Oscars Best Short Film, Live Action Nominees
The five nominated films in this category are an interesting collection. Two of them deal with the immigration issue that is haunting so many countries other than the United States.
In Silent Nights, you observe a black man from Guyana who is fighting to get established in Denmark. Forced to seek a bed at the Salvation Army, he is repeatedly subjected to racial attacks from young white male residents of that Scandinavian land. In the process, he falls in love with a female volunteer at the facility, and they begin an intense relationship.
However, while they are discussing the possibility of marriage, she discovers on his phone that he has a wife and children back home in Africa. When she begs him to simply leave and return to them, he says he can’t with any dignity unless he is able to raise some money for their support.
The film confronts the issue concerning what lovers would do when caught in that position. Ironically, the Salvation Army metaphorically provides salvation in the end, and you end up with a soft spot in your heart for our tortured couple.
The French then bring us the film Enemies Within. The entire movie takes place in an interrogation room where a young French official is interviewing an older Algerian man who is applying for French citizenship. Despite the fact that the applicant has been a resident of France since leaving Algeria in the late 1960s, it is clear that the fact he is a Muslim is going to provide enormous problems.
His interrogation is pointed and a bit sinister, and it soon becomes obvious that he is going to never have his citizenship approved without naming names related to his attendance at a mosque.
In a sense, the film reminds you of what Muslims are going through in our country today. It is as ugly and hateful as the treatment of our Algerian in this film. Unfortunately, this topic does not make for an entertaining movie because the subject matter is so chilling.
My Three Personal Favorites
The first was a film called Timecode from Spain. It only lasted 15 minutes, and it opens with a young woman whose job is to monitor security at a parking garage. Her principal obligation was to review security camera screens on several floors to make sure everyone was safe.
Informed by her boss that the taillight of a car had been reportedly damaged on a certain floor, she rolled back the film and saw her fellow employee, the person she replaces every morning, dancing in an entertaining fashion on every floor of the garage.
As she watches, she leaves a note for her replacement, the dancer, which refers to a time location on one of the garage’s cameras. When he plays it, he sees that she is now dancing in various creative forms.
When the two are jointly discharged for their actions, their young replacement is asked to view their conduct on the various screens. You then watch our two employees dance as if they are in some Broadway spectacle, and you simply can’t take your eyes off either one of them.
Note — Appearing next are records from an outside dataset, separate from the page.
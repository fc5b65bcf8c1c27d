// Copyright 2020 The Matrix.org Foundation C.I.C.
//
// Licensed under the Apache License, Version 2.0 (the "License");
// you may not use this file except in compliance with the License.
// You may obtain a copy of the License at
//
//     http://www.apache.org/licenses/LICENSE-2.0
//
// Unless required by applicable law or agreed to in writing, software
// distributed under the License is distributed on an "AS IS" BASIS,
// WITHOUT WARRANTIES OR CONDITIONS OF ANY KIND, either express or implied.
// See the License for the specific language governing permissions and
// limitations under the License.

//! Collection of public identities used in Matrix.
//!
//! Matrix supports two main types of identities, a per-device identity and a
//! per-user identity.
//!
//! ## Device
//!
//! Every E2EE capable Matrix client will create a new Olm account and upload
//! the public keys of the Olm account to the server. This is represented as a
//! [`DeviceData`]. Devices carry a local trust flag and a cross-signing trust
//! flag, either one makes the device verified.
//!
//! ## User
//!
//! Cross-signing introduces a per-user identity, the [`UserIdentity`]. We
//! remember if we verified a user at some point, an identity that loses its
//! verification is a verification violation.
//!
//! ## Shield
//!
//! [`compute_shield`] aggregates both kinds of trust over the members of a
//! room.

mod device;
mod shield;
mod user;

pub use device::{DeviceData, LocalTrust};
pub use shield::{compute_shield, RoomShield, RoomShieldProvider, ShieldSnapshot};
pub use user::UserIdentity;
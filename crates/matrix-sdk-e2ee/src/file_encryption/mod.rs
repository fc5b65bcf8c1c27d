// Copyright 2022 The Matrix.org Foundation C.I.C.
//
// Licensed under the Apache License, Version 2.0 (the "License");
// you may not use this file except in compliance with the License.
// You may obtain a copy of the License at
//
//     http://www.apache.org/licenses/LICENSE-2.0
//
// Unless required by applicable law or agreed to in writing, software
// distributed under the License is distributed on an "AS IS" BASIS,
// WITHOUT WARRANTIES OR CONDITIONS OF ANY KIND, either express or implied.
// See the License for the specific language governing permissions and
// limitations under the License.

mod attachments;
mod key_export;

pub use attachments::{
    decrypt_attachment, AttachmentDecryptor, AttachmentEncryptor, DecryptorError,
    MediaEncryptionInfo,
};
pub use key_export::{
    decrypt_room_key_export, encrypt_room_key_export, KeyExportError, DEFAULT_EXPORT_ROUNDS,
    MAX_EXPORT_ROUNDS,
};
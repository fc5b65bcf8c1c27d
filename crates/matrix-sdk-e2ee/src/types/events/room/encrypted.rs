// Copyright 2022 The Matrix.org Foundation C.I.C.
//
// Licensed under the Apache License, Version 2.0 (the "License");
// you may not use this file except in compliance with the License.
// You may obtain a copy of the License at
//
//     http://www.apache.org/licenses/LICENSE-2.0
//
// Unless required by applicable law or agreed to in writing, software
// distributed under the License is distributed on an "AS IS" BASIS,
// WITHOUT WARRANTIES OR CONDITIONS OF ANY KIND, either express or implied.
// See the License for the specific language governing permissions and
// limitations under the License.

//! Types for the `m.room.encrypted` room and to-device events.

use std::collections::BTreeMap;

use ruma::{MilliSecondsSinceUnixEpoch, OwnedDeviceId, OwnedEventId, OwnedUserId};
use serde::{Deserialize, Serialize};
use serde_json::Value;
use vodozemac::{megolm::MegolmMessage, olm::OlmMessage, Curve25519PublicKey};

use crate::{
    error::EventError,
    types::{
        deserialize_curve_key, deserialize_optional_curve_key, events::EventType,
        serialize_curve_key, serialize_optional_curve_key, EventEncryptionAlgorithm,
    },
};

/// An `m.room.encrypted` room event, as found in a room timeline.
#[derive(Clone, Debug, Serialize, Deserialize)]
pub struct EncryptedEvent {
    /// The sender of the event.
    pub sender: OwnedUserId,
    /// The unique ID of the event.
    pub event_id: OwnedEventId,
    /// Timestamp on the originating homeserver when this event was sent.
    pub origin_server_ts: MilliSecondsSinceUnixEpoch,
    /// The content of the event.
    pub content: RoomEncryptedEventContent,
    /// Information about the event that isn't signed or encrypted.
    #[serde(default, skip_serializing_if = "BTreeMap::is_empty")]
    pub unsigned: BTreeMap<String, Value>,
}

/// The content of an `m.room.encrypted` room event, encrypted with
/// `m.megolm.v1.aes-sha2`.
#[derive(Clone, Debug, Serialize, Deserialize)]
pub struct RoomEncryptedEventContent {
    /// The encryption algorithm that was used.
    pub algorithm: EventEncryptionAlgorithm,
    /// The base64 encoded Megolm message.
    pub ciphertext: String,
    /// The ID of the session used to encrypt the message.
    pub session_id: String,
    /// The Curve25519 key of the sender.
    ///
    /// Deprecated, but still sent by most clients.
    #[serde(
        default,
        deserialize_with = "deserialize_optional_curve_key",
        serialize_with = "serialize_optional_curve_key",
        skip_serializing_if = "Option::is_none"
    )]
    pub sender_key: Option<Curve25519PublicKey>,
    /// The ID of the sending device.
    #[serde(default, skip_serializing_if = "Option::is_none")]
    pub device_id: Option<OwnedDeviceId>,
    /// The relation of the event, kept in the clear so servers can aggregate
    /// it.
    #[serde(rename = "m.relates_to", default, skip_serializing_if = "Option::is_none")]
    pub relates_to: Option<Value>,
}

impl RoomEncryptedEventContent {
    /// Parse the Megolm message this content carries.
    pub fn megolm_message(&self) -> Result<MegolmMessage, EventError> {
        if self.algorithm != EventEncryptionAlgorithm::MegolmV1AesSha2 {
            return Err(EventError::UnsupportedAlgorithm);
        }

        MegolmMessage::from_base64(&self.ciphertext).map_err(|_| EventError::MalformedCiphertext)
    }
}

impl EventType for RoomEncryptedEventContent {
    const EVENT_TYPE: &'static str = "m.room.encrypted";
}

/// One Olm message of an `m.room.encrypted` to-device event.
#[derive(Clone, Debug, PartialEq, Eq, Serialize, Deserialize)]
pub struct OlmCiphertext {
    /// `0` for a pre-key message, `1` for a normal message.
    #[serde(rename = "type")]
    pub message_type: usize,
    /// The base64 encoded message.
    pub body: String,
}

impl From<OlmMessage> for OlmCiphertext {
    fn from(message: OlmMessage) -> Self {
        let (message_type, body) = message.to_parts();
        Self { message_type, body: vodozemac::base64_encode(body) }
    }
}

/// The content of an `m.room.encrypted` to-device event, encrypted with
/// `m.olm.v1.curve25519-aes-sha2`.
#[derive(Clone, Debug, Serialize, Deserialize)]
pub struct ToDeviceEncryptedEventContent {
    /// The encryption algorithm that was used.
    pub algorithm: EventEncryptionAlgorithm,
    /// The Curve25519 key of the sender.
    #[serde(deserialize_with = "deserialize_curve_key", serialize_with = "serialize_curve_key")]
    pub sender_key: Curve25519PublicKey,
    /// The encrypted messages, keyed by the Curve25519 identity key of each
    /// recipient device.
    pub ciphertext: BTreeMap<String, OlmCiphertext>,
}

impl ToDeviceEncryptedEventContent {
    /// Wrap a single Olm message for the device with the given identity key.
    pub fn new(
        sender_key: Curve25519PublicKey,
        recipient_key: Curve25519PublicKey,
        message: OlmMessage,
    ) -> Self {
        Self {
            algorithm: EventEncryptionAlgorithm::OlmV1Curve25519AesSha2,
            sender_key,
            ciphertext: BTreeMap::from([(recipient_key.to_base64(), message.into())]),
        }
    }

    /// Get the Olm message that was encrypted for the device with the given
    /// identity key.
    pub fn message_for(
        &self,
        own_identity_key: Curve25519PublicKey,
    ) -> Result<OlmMessage, EventError> {
        if self.algorithm != EventEncryptionAlgorithm::OlmV1Curve25519AesSha2 {
            return Err(EventError::UnsupportedAlgorithm);
        }

        let ciphertext = self
            .ciphertext
            .get(&own_identity_key.to_base64())
            .ok_or(EventError::MissingCiphertext)?;

        let body = vodozemac::base64_decode(&ciphertext.body)
            .map_err(|_| EventError::MalformedCiphertext)?;

        OlmMessage::from_parts(ciphertext.message_type, &body)
            .map_err(|_| EventError::MalformedCiphertext)
    }
}

impl EventType for ToDeviceEncryptedEventContent {
    const EVENT_TYPE: &'static str = "m.room.encrypted";
}
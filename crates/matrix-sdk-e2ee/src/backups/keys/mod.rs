// Copyright 2022 The Matrix.org Foundation C.I.C.
//
// Licensed under the Apache License, Version 2.0 (the "License");
// you may not use this file except in compliance with the License.
// You may obtain a copy of the License at
//
//     http://www.apache.org/licenses/LICENSE-2.0
//
// Unless required by applicable law or agreed to in writing, software
// distributed under the License is distributed on an "AS IS" BASIS,
// WITHOUT WARRANTIES OR CONDITIONS OF ANY KIND, either express or implied.
// See the License for the specific language governing permissions and
// limitations under the License.

mod backup;
mod decryption;

pub use backup::MegolmV1BackupKey;
pub use decryption::{BackupDecryptionKey, DecodeError, DecryptionError};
The fourth film was from Switzerland, entitled The Railroad Lady. It is a rewarding film about not letting go of the meaning of life as you age, and it will challenge for this year’s Oscar. In the movie, a train running at over 150 miles an hour speeds past a small residence twice a day. The first time is at approximately 6 o’clock in the morning, where a woman in her 60s wakes up so that she can smile out a window and wave a Red Cross flag at the train. It soon becomes apparent that she began doing this when her adult son was a child, and she has never stopped.
Additionally, she rides her bike into town where she runs a bakery. However, given that her husband has died, she has let the quality of her business suffer. Her only attachment is a canary that she brings from her home to her bakery in a cage on the back of her bike.
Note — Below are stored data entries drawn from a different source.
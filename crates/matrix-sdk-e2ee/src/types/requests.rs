// Copyright 2023 The Matrix.org Foundation C.I.C.
//
// Licensed under the Apache License, Version 2.0 (the "License");
// you may not use this file except in compliance with the License.
// You may obtain a copy of the License at
//
//     http://www.apache.org/licenses/LICENSE-2.0
//
// Unless required by applicable law or agreed to in writing, software
// distributed under the License is distributed on an "AS IS" BASIS,
// WITHOUT WARRANTIES OR CONDITIONS OF ANY KIND, either express or implied.
// See the License for the specific language governing permissions and
// limitations under the License.

//! Requests the crate hands to the [`Transport`](crate::Transport).

use std::collections::BTreeMap;

use ruma::{
    to_device::DeviceIdOrAllDevices, OwnedDeviceId, OwnedTransactionId, OwnedUserId,
    TransactionId, UserId,
};
use serde::{Deserialize, Serialize};
use serde_json::Value;

use super::{backup::RoomKeyBackup, OneTimeKeys};

/// Customized version of
/// `ruma_client_api::to_device::send_event_to_device::v3::Request`.
#[derive(Clone, Debug, PartialEq, Serialize, Deserialize)]
pub struct ToDeviceRequest {
    /// Type of event being sent to each device.
    pub event_type: String,

    /// A request identifier unique to the access token used to send the
    /// request.
    pub txn_id: OwnedTransactionId,

    /// A map of users to devices to a content for a message event to be
    /// sent to the user's device. Individual message events can be sent
    /// to devices, but all events must be of the same type.
    pub messages: BTreeMap<OwnedUserId, BTreeMap<DeviceIdOrAllDevices, Value>>,
}

impl ToDeviceRequest {
    /// Create a new owned to-device request for a single device.
    pub fn new(
        recipient: &UserId,
        recipient_device: impl Into<DeviceIdOrAllDevices>,
        event_type: &str,
        content: Value,
    ) -> Self {
        let mut request = Self::empty(event_type);
        request.add(recipient, recipient_device, content);

        request
    }

    /// Create a request without any messages; fill it with [`Self::add`].
    pub fn empty(event_type: &str) -> Self {
        Self {
            event_type: event_type.to_owned(),
            txn_id: TransactionId::new(),
            messages: BTreeMap::new(),
        }
    }

    /// Add a message for the given device.
    pub fn add(
        &mut self,
        recipient: &UserId,
        recipient_device: impl Into<DeviceIdOrAllDevices>,
        content: Value,
    ) {
        self.messages
            .entry(recipient.to_owned())
            .or_default()
            .insert(recipient_device.into(), content);
    }

    /// Gets the total number of messages this request carries.
    pub fn message_count(&self) -> usize {
        self.messages.values().map(|d| d.len()).sum()
    }
}

/// The devices we want a one-time key of, with the algorithm of the key.
pub type KeysClaimRequest = BTreeMap<OwnedUserId, BTreeMap<OwnedDeviceId, String>>;

/// The one-time keys the server handed out for a [`KeysClaimRequest`].
pub type KeysClaimResponse = BTreeMap<OwnedUserId, BTreeMap<OwnedDeviceId, OneTimeKeys>>;

/// A batch of room keys to upload to a backup version.
#[derive(Clone, Debug, Serialize, Deserialize)]
pub struct KeysBackupRequest {
    /// The backup version that these room keys should be part of.
    pub version: String,
    /// The map from room id to a backed up room key that we're going to
    /// upload to the server.
    pub rooms: RoomKeyBackup,
}

impl KeysBackupRequest {
    /// The number of keys the request carries.
    pub fn key_count(&self) -> usize {
        self.rooms.values().map(BTreeMap::len).sum()
    }
}
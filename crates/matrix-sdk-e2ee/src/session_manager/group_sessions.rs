// Copyright 2020 The Matrix.org Foundation C.I.C.
//
// Licensed under the Apache License, Version 2.0 (the "License");
// you may not use this file except in compliance with the License.
// You may obtain a copy of the License at
//
//     http://www.apache.org/licenses/LICENSE-2.0
//
// Unless required by applicable law or agreed to in writing, software
// distributed under the License is distributed on an "AS IS" BASIS,
// WITHOUT WARRANTIES OR CONDITIONS OF ANY KIND, either express or implied.
// See the License for the specific language governing permissions and
// limitations under the License.

use std::{
    collections::{BTreeMap, BTreeSet},
    sync::Arc,
};

use itertools::{Either, Itertools};
use ruma::{OwnedDeviceId, OwnedRoomId, OwnedUserId, RoomId, UserId};
use serde_json::Value;
use tracing::{debug, error, info, instrument, trace, warn};

use super::{encrypt_for_device, SessionManager};
use crate::{
    error::{MegolmError, MegolmResult, OlmError, OlmResult},
    identities::DeviceData,
    locks::RwLock as StdRwLock,
    machine::GlobalSettings,
    olm::{
        shared_history_from_history_visibility, EncryptionSettings, InboundGroupSession,
        OutboundGroupSession, Session, ShareInfo, ShareInfoSet, ShareState,
    },
    store::{Changes, Result as StoreResult, Store},
    transport::Transport,
    types::{
        events::{
            forwarded_room_key::ForwardedRoomKeyContent,
            room::encrypted::{RoomEncryptedEventContent, ToDeviceEncryptedEventContent},
            room_key::RoomKeyContent,
            room_key_withheld::{RoomKeyWithheldContent, WithheldCode},
            EventType,
        },
        requests::ToDeviceRequest,
    },
};

/// Servers reject to-device requests that are too large, room keys are sent
/// to at most this many devices per request.
const MAX_TO_DEVICE_MESSAGES: usize = 250;

#[derive(Clone, Debug)]
pub(crate) struct GroupSessionCache {
    store: Store,
    sessions: Arc<StdRwLock<BTreeMap<OwnedRoomId, OutboundGroupSession>>>,
}

impl GroupSessionCache {
    pub(crate) fn new(store: Store) -> Self {
        Self { store, sessions: Default::default() }
    }

    pub(crate) fn insert(&self, session: OutboundGroupSession) {
        self.sessions.write().insert(session.room_id().to_owned(), session);
    }

    /// Either get a session for the given room from the cache or load it from
    /// the store.
    pub(crate) async fn get_or_load(
        &self,
        room_id: &RoomId,
    ) -> StoreResult<Option<OutboundGroupSession>> {
        if let Some(s) = self.sessions.read().get(room_id) {
            return Ok(Some(s.clone()));
        }

        match self.store.get_outbound_group_session(room_id).await {
            Ok(Some(session)) => {
                self.sessions.write().insert(room_id.to_owned(), session.clone());
                Ok(Some(session))
            }
            Ok(None) => Ok(None),
            Err(e) => {
                error!(?room_id, error = ?e, "Couldn't restore an outbound group session");
                Err(e)
            }
        }
    }

    /// Get an outbound group session for a room, if one exists.
    pub(crate) fn get(&self, room_id: &RoomId) -> Option<OutboundGroupSession> {
        self.sessions.read().get(room_id).cloned()
    }

    /// Get the outbound group session of the room, if it has the given id.
    pub(crate) async fn get_with_id(
        &self,
        room_id: &RoomId,
        session_id: &str,
    ) -> StoreResult<Option<OutboundGroupSession>> {
        Ok(self.get_or_load(room_id).await?.filter(|o| o.session_id() == session_id))
    }
}

/// The devices a room key should be shared with, and the ones it should be
/// withheld from.
#[derive(Debug, Default)]
struct CollectRecipientsResult {
    /// The room key has to be rotated before it is shared.
    should_rotate: bool,
    devices: BTreeMap<OwnedUserId, Vec<DeviceData>>,
    withheld_devices: Vec<(DeviceData, WithheldCode)>,
}

/// The to-device messages carrying a room key to a chunk of devices.
struct EncryptedShare {
    request: ToDeviceRequest,
    share_infos: ShareInfoSet,
    used_sessions: Vec<Session>,
    /// Devices we have no Olm session with.
    no_olm: Vec<DeviceData>,
}

/// Creates, rotates and distributes the room keys of the rooms we send
/// messages to.
#[derive(Debug, Clone)]
pub(crate) struct GroupSessionManager {
    store: Store,
    transport: Arc<dyn Transport>,
    /// The currently active outbound group sessions.
    sessions: GroupSessionCache,
    session_manager: SessionManager,
    settings: Arc<StdRwLock<GlobalSettings>>,
}
impl StaticAccountData {
    const ALGORITHMS: &'static [&'static EventEncryptionAlgorithm] = &[
        &EventEncryptionAlgorithm::OlmV1Curve25519AesSha2,
        &EventEncryptionAlgorithm::MegolmV1AesSha2,
    ];

    /// Get the user id of the owner of the account.
    pub fn user_id(&self) -> &UserId {
        &self.user_id
    }

    /// Get the device ID that owns this account.
    pub fn device_id(&self) -> &DeviceId {
        &self.device_id
    }

    /// Get the public parts of the identity keys for the account.
    pub fn identity_keys(&self) -> IdentityKeys {
        *self.identity_keys
    }

    /// Create a group session pair.
    ///
    /// This session pair can be used to encrypt and decrypt messages meant for
    /// a large group of participants.
    ///
    /// The outbound session is used to encrypt messages while the inbound one
    /// is used to decrypt messages encrypted by the outbound one.
    ///
    /// # Arguments
    ///
    /// * `room_id` - The ID of the room where the group session will be used.
    ///
    /// * `settings` - Settings determining the algorithm and rotation period of
    ///   the outbound group session.
    ///
    /// * `now` - The creation time of the outbound session.
    pub async fn create_group_session_pair(
        &self,
        room_id: &RoomId,
        settings: EncryptionSettings,
        now: MilliSecondsSinceUnixEpoch,
    ) -> Result<(OutboundGroupSession, InboundGroupSession), SessionCreationError> {
        trace!(?room_id, algorithm = settings.algorithm.as_str(), "Creating a new room key");

        let visibility = settings.history_visibility.clone();

        let outbound = OutboundGroupSession::new(
            self.device_id.clone(),
            self.identity_keys.clone(),
            room_id,
            settings,
            now,
        )?;

        let identity_keys = &self.identity_keys;

        let sender_key = identity_keys.curve25519;
        let signing_key = identity_keys.ed25519;

        let inbound = InboundGroupSession::new(
            sender_key,
            signing_key,
            room_id,
            &outbound.session_key().await,
            Some(visibility),
        );

        Ok((outbound, inbound))
    }

    /// The device keys of this account, without any signatures.
    pub fn unsigned_device_keys(&self) -> DeviceKeys {
        let identity_keys = self.identity_keys();
        let keys = BTreeMap::from([
            (
                DeviceKeyId::from_parts(DeviceKeyAlgorithm::Curve25519, &self.device_id),
                identity_keys.curve25519.into(),
            ),
            (
                DeviceKeyId::from_parts(DeviceKeyAlgorithm::Ed25519, &self.device_id),
                identity_keys.ed25519.into(),
            ),
        ]);

        DeviceKeys::new(
            self.user_id.clone(),
            self.device_id.clone(),
            Self::ALGORITHMS.iter().map(|a| (**a).clone()).collect(),
            keys,
            Default::default(),
        )
    }
}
The strength of the film arrives when the train’s route is suddenly changed and it will no longer pass her house. She has been engaging in correspondence with the conductor of that train, and it appears that her tiny world is going to be robbed of the last thing that provides any interest to her life.
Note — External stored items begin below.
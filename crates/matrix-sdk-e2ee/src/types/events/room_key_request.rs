// Copyright 2022 The Matrix.org Foundation C.I.C.
//
// Licensed under the Apache License, Version 2.0 (the "License");
// you may not use this file except in compliance with the License.
// You may obtain a copy of the License at
//
//     http://www.apache.org/licenses/LICENSE-2.0
//
// Unless required by applicable law or agreed to in writing, software
// distributed under the License is distributed on an "AS IS" BASIS,
// WITHOUT WARRANTIES OR CONDITIONS OF ANY KIND, either express or implied.
// See the License for the specific language governing permissions and
// limitations under the License.

//! Types for `m.room_key_request` to-device events.

use std::collections::BTreeMap;

use ruma::{OwnedDeviceId, OwnedRoomId, OwnedTransactionId};
use serde::{Deserialize, Serialize};
use serde_json::Value;
use vodozemac::Curve25519PublicKey;

use super::{EventType, ToDeviceEvent};
use crate::types::{
    deserialize_optional_curve_key, serialize_optional_curve_key, EventEncryptionAlgorithm,
};

/// The `m.room_key_request` to-device event.
pub type RoomKeyRequestEvent = ToDeviceEvent<RoomKeyRequestContent>;

/// The content of an `m.room_key_request` event.
#[derive(Clone, Debug, Serialize, Deserialize)]
pub struct RoomKeyRequestContent {
    /// Whether this is a new key request or a cancellation of a previous
    /// request.
    pub action: Action,
    /// Information about the requested key. Required when action is
    /// `request`.
    #[serde(default, skip_serializing_if = "Option::is_none")]
    pub body: Option<RequestedKeyInfo>,
    /// ID of the device requesting the key.
    pub requesting_device_id: OwnedDeviceId,
    /// A random string uniquely identifying the request for a key.
    ///
    /// If the key is requested multiple times, it should be reused. It should
    /// also reused in order to cancel a request.
    pub request_id: OwnedTransactionId,
    #[serde(flatten)]
    other: BTreeMap<String, Value>,
}

impl RoomKeyRequestContent {
    /// Create a new content for a `m.room_key_request` event with the action
    /// set to request a room key with the given `RequestedKeyInfo`.
    pub fn new_request(
        info: RequestedKeyInfo,
        requesting_device_id: OwnedDeviceId,
        request_id: OwnedTransactionId,
    ) -> Self {
        Self {
            action: Action::Request,
            body: Some(info),
            requesting_device_id,
            request_id,
            other: BTreeMap::new(),
        }
    }

    /// Create a new content for a `m.room_key_request` event with the action
    /// set to cancel a room key request.
    pub fn new_cancellation(
        requesting_device_id: OwnedDeviceId,
        request_id: OwnedTransactionId,
    ) -> Self {
        Self {
            action: Action::Cancellation,
            body: None,
            requesting_device_id,
            request_id,
            other: BTreeMap::new(),
        }
    }
}

impl EventType for RoomKeyRequestContent {
    const EVENT_TYPE: &'static str = "m.room_key_request";
}

/// The action of a key request.
#[derive(Clone, Copy, Debug, PartialEq, Eq, Serialize, Deserialize)]
pub enum Action {
    /// Request a room key.
    #[serde(rename = "request")]
    Request,
    /// Cancel a previous room key request.
    #[serde(rename = "request_cancellation")]
    Cancellation,
}

/// Information about the room key being requested.
#[derive(Clone, Debug, PartialEq, Eq, Serialize, Deserialize)]
pub struct RequestedKeyInfo {
    /// The encryption algorithm the requested key in this content is to be
    /// used with.
    pub algorithm: EventEncryptionAlgorithm,
    /// The room where the key is used.
    pub room_id: OwnedRoomId,
    /// The Curve25519 key of the device which initiated the session
    /// originally.
    ///
    /// Deprecated, but still sent by most clients.
    #[serde(
        default,
        deserialize_with = "deserialize_optional_curve_key",
        serialize_with = "serialize_optional_curve_key",
        skip_serializing_if = "Option::is_none"
    )]
    pub sender_key: Option<Curve25519PublicKey>,
    /// The ID of the session that the key is for.
    pub session_id: String,
}

impl RequestedKeyInfo {
    /// Create info for a `m.megolm.v1.aes-sha2` room key.
    pub fn new(
        room_id: OwnedRoomId,
        sender_key: Option<Curve25519PublicKey>,
        session_id: String,
    ) -> Self {
        Self {
            algorithm: EventEncryptionAlgorithm::MegolmV1AesSha2,
            room_id,
            sender_key,
            session_id,
        }
    }

    /// A string identifying the requested key, usable as a database key.
    ///
    /// The deprecated sender key isn't part of it, the session id is unique
    /// on its own.
    pub fn as_key(&self) -> String {
        format!("keyRequest:{}:{}:{}", self.room_id, self.session_id, self.algorithm)
    }
}

#[cfg(test)]
mod tests {
    use assert_matches2::assert_let;
    use serde_json::json;

    use super::{Action, RoomKeyRequestEvent};

    #[test]
    fn test_key_request_and_cancellation() -> Result<(), serde_json::Error> {
        let request = json!({
            "sender": "@alice:example.org",
            "content": {
                "action": "request",
                "body": {
                    "algorithm": "m.megolm.v1.aes-sha2",
                    "room_id": "!Cuyf34gef24t:localhost",
                    "sender_key": "RF3s+E7RkTQTGF2d8Deol0FkQvgII2aJDf3/Jp5mxVU",
                    "session_id": "X3lUlvLELLYxeTx4yOVu6UDpasGEVO0Jbu+QFnm0cKQ"
                },
                "request_id": "1495474790150.19",
                "requesting_device_id": "RJYKSTBOIE"
            },
            "type": "m.room_key_request"
        });

        let event: RoomKeyRequestEvent = serde_json::from_value(request.clone())?;
        assert_eq!(event.content.action, Action::Request);
        assert_let!(Some(info) = &event.content.body);
        assert_eq!(info.session_id, "X3lUlvLELLYxeTx4yOVu6UDpasGEVO0Jbu+QFnm0cKQ");
        assert_eq!(serde_json::to_value(&event)?, request);

        let cancellation = json!({
            "sender": "@alice:example.org",
            "content": {
                "action": "request_cancellation",
                "request_id": "1495474790150.19",
                "requesting_device_id": "RJYKSTBOIE"
            },
            "type": "m.room_key_request"
        });

        let event: RoomKeyRequestEvent = serde_json::from_value(cancellation.clone())?;
        assert_eq!(event.content.action, Action::Cancellation);
        assert!(event.content.body.is_none());
        assert_eq!(serde_json::to_value(&event)?, cancellation);

        Ok(())
    }
}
In the process, just when her son is urging her to simply call it quits and go live in a retirement home, she finds out that the key to life is what lies in front of her, not behind. When you see her dancing in her shop, you kind of wish you could dance with her.
However, I was left choosing the Hungarian film Sing as the best picture of the bunch. This is a cute little movie, 25 minutes in length. After a little girl called Zsodi is forced to enter a new grade school after her family moves, she is asked to participate in a school chorus, a group that has repeatedly won a great number of contests.
Unfortunately, Zsodi is quickly informed by Erika, the strict director of the chorus, that she doesn’t have the training to sing with the group. Accordingly, Zsodi is instructed just to mouth the words and pretend she is singing. She is further instructed to tell no one.
The movie is at all times charming and engaging, and Zsodi’s friends soon become shocked that a number of students are also directed to simply pretend they are singing. The kids develop a strategy that leads to a remarkable conclusion, and it left me believing that this is the film that will win the Oscar in the Oscar-nominated live-action shorts.